+++ DATA IN THIS EXERCISE +++

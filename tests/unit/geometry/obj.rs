use super::*;
use std::io::Cursor;

fn parse(text: &str) -> SceneResult<MeshData> {
    parse_obj(&mut Cursor::new(text.as_bytes()))
}

fn corners(data: &MeshData, t: usize) -> [Vec3; 3] {
    data.triangles[t].map(|i| data.positions[i as usize])
}

const QUAD_AND_TRIANGLE: &str = "\
v 0 0 0
v 1 0 0
v 1 1 0
v 0 1 0
v 0.5 0.5 1
f 1 2 3 4
f 1 2 5
";

#[test]
fn quads_split_along_the_first_diagonal() {
    let data = parse(QUAD_AND_TRIANGLE).unwrap();
    assert_eq!(data.vertex_count(), 5);
    assert_eq!(data.triangles.len(), 3);
    let (v1, v2, v3, v4) = (
        Vec3::ZERO,
        Vec3::X,
        Vec3::new(1.0, 1.0, 0.0),
        Vec3::Y,
    );
    assert_eq!(corners(&data, 0), [v1, v2, v3]);
    assert_eq!(corners(&data, 1), [v3, v4, v1]);
    assert_eq!(corners(&data, 2), [v1, v2, Vec3::new(0.5, 0.5, 1.0)]);
    assert!(data.normals.is_none());
    assert!(data.uvs.is_none());
}

#[test]
fn file_normals_and_uvs_are_kept_per_vertex() {
    let data = parse(
        "v 0 0 0\nv 1 0 0\nv 0 1 0\nvt 0 0\nvt 1 0\nvt 0 1\nvn 0 0 1\nf 1/1/1 2/2/1 3/3/1\n",
    )
    .unwrap();
    assert_eq!(data.vertex_count(), 3);
    let normals = data.normals.as_ref().unwrap();
    assert!(normals.iter().all(|n| *n == Vec3::Z));
    let uvs = data.uvs.as_ref().unwrap();
    let [a, b, c] = data.triangles[0];
    assert_eq!(
        [uvs[a as usize], uvs[b as usize], uvs[c as usize]],
        [[0.0, 0.0], [1.0, 0.0], [0.0, 1.0]]
    );
}

#[test]
fn polygons_beyond_quads_are_rejected() {
    let err = parse("v 0 0 0\nv 1 0 0\nv 1 1 0\nv 0 1 0\nv -1 0.5 0\nf 1 2 3 4 5\n")
        .unwrap_err();
    assert!(matches!(err, SceneError::Validation(_)));
    assert!(err.to_string().contains("5-sided"));
}

#[test]
fn empty_input_is_an_error() {
    assert!(parse("# nothing here\n").is_err());
}

#[test]
fn imported_geometry_feeds_a_mesh() {
    let data = parse(QUAD_AND_TRIANGLE).unwrap();
    let mut mesh = Mesh::new("obj").with_shared_color(Color::GRAY).unwrap();
    mesh.add_mesh_data(&data, None, Mat4::from_translation(Vec3::Z))
        .unwrap();
    assert_eq!(mesh.vertex_count(), 5);
    assert_eq!(mesh.triangles(), &data.triangles[..]);
    assert!(mesh.positions().iter().all(|p| p.z >= 1.0));
}

#[test]
fn load_obj_reads_files_and_reports_missing_ones() {
    let path = std::env::temp_dir().join(format!("scenescript-obj-{}.obj", std::process::id()));
    std::fs::write(&path, QUAD_AND_TRIANGLE).unwrap();
    let data = load_obj(&path).unwrap();
    assert_eq!(data.triangles.len(), 3);
    let _ = std::fs::remove_file(&path);

    assert!(load_obj(path.with_extension("missing")).is_err());
}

+++

*REQUIRED ACTION*. Exactly as written, set down all of the material.

*OUTPUT*.
filename tests/unit/geometry/obj.rs
use super::*;
use std::io::Cursor;

fn parse(text: &str) -> SceneResult<MeshData> {
    parse_obj(&mut Cursor::new(text.as_bytes()))
}

fn corners(data: &MeshData, t: usize) -> [Vec3; 3] {
    data.triangles[t].map(|i| data.positions[i as usize])
}

const QUAD_AND_TRIANGLE: &str = "\
v 0 0 0
v 1 0 0
v 1 1 0
v 0 1 0
v 0.5 0.5 1
f 1 2 3 4
f 1 2 5
";

#[test]
fn quads_split_along_the_first_diagonal() {
    let data = parse(QUAD_AND_TRIANGLE).unwrap();
    assert_eq!(data.vertex_count(), 5);
    assert_eq!(data.triangles.len(), 3);
    let (v1, v2, v3, v4) = (
        Vec3::ZERO,
        Vec3::X,
        Vec3::new(1.0, 1.0, 0.0),
        Vec3::Y,
    );
    assert_eq!(corners(&data, 0), [v1, v2, v3]);
    assert_eq!(corners(&data, 1), [v3, v4, v1]);
    assert_eq!(corners(&data, 2), [v1, v2, Vec3::new(0.5, 0.5, 1.0)]);
    assert!(data.normals.is_none());
    assert!(data.uvs.is_none());
}

#[test]
fn file_normals_and_uvs_are_kept_per_vertex() {
    let data = parse(
        "v 0 0 0\nv 1 0 0\nv 0 1 0\nvt 0 0\nvt 1 0\nvt 0 1\nvn 0 0 1\nf 1/1/1 2/2/1 3/3/1\n",
    )
    .unwrap();
    assert_eq!(data.vertex_count(), 3);
    let normals = data.normals.as_ref().unwrap();
    assert!(normals.iter().all(|n| *n == Vec3::Z));
    let uvs = data.uvs.as_ref().unwrap();
    let [a, b, c] = data.triangles[0];
    assert_eq!(
        [uvs[a as usize], uvs[b as usize], uvs[c as usize]],
        [[0.0, 0.0], [1.0, 0.0], [0.0, 1.0]]
    );
}

#[test]
fn polygons_beyond_quads_are_rejected() {
    let err = parse("v 0 0 0\nv 1 0 0\nv 1 1 0\nv 0 1 0\nv -1 0.5 0\nf 1 2 3 4 5\n")
        .unwrap_err();
    assert!(matches!(err, SceneError::Validation(_)));
    assert!(err.to_string().contains("5-sided"));
}

#[test]
fn empty_input_is_an_error() {
    assert!(parse("# nothing here\n").is_err());
}

#[test]
fn imported_geometry_feeds_a_mesh() {
    let data = parse(QUAD_AND_TRIANGLE).unwrap();
    let mut mesh = Mesh::new("obj").with_shared_color(Color::GRAY).unwrap();
    mesh.add_mesh_data(&data, None, Mat4::from_translation(Vec3::Z))
        .unwrap();
    assert_eq!(mesh.vertex_count(), 5);
    assert_eq!(mesh.triangles(), &data.triangles[..]);
    assert!(mesh.positions().iter().all(|p| p.z >= 1.0));
}

#[test]
fn load_obj_reads_files_and_reports_missing_ones() {
    let path = std::env::temp_dir().join(format!("scenescript-obj-{}.obj", std::process::id()));
    std::fs::write(&path, QUAD_AND_TRIANGLE).unwrap();
    let data = load_obj(&path).unwrap();
    assert_eq!(data.triangles.len(), 3);
    let _ = std::fs::remove_file(&path);

    assert!(load_obj(path.with_extension("missing")).is_err());
}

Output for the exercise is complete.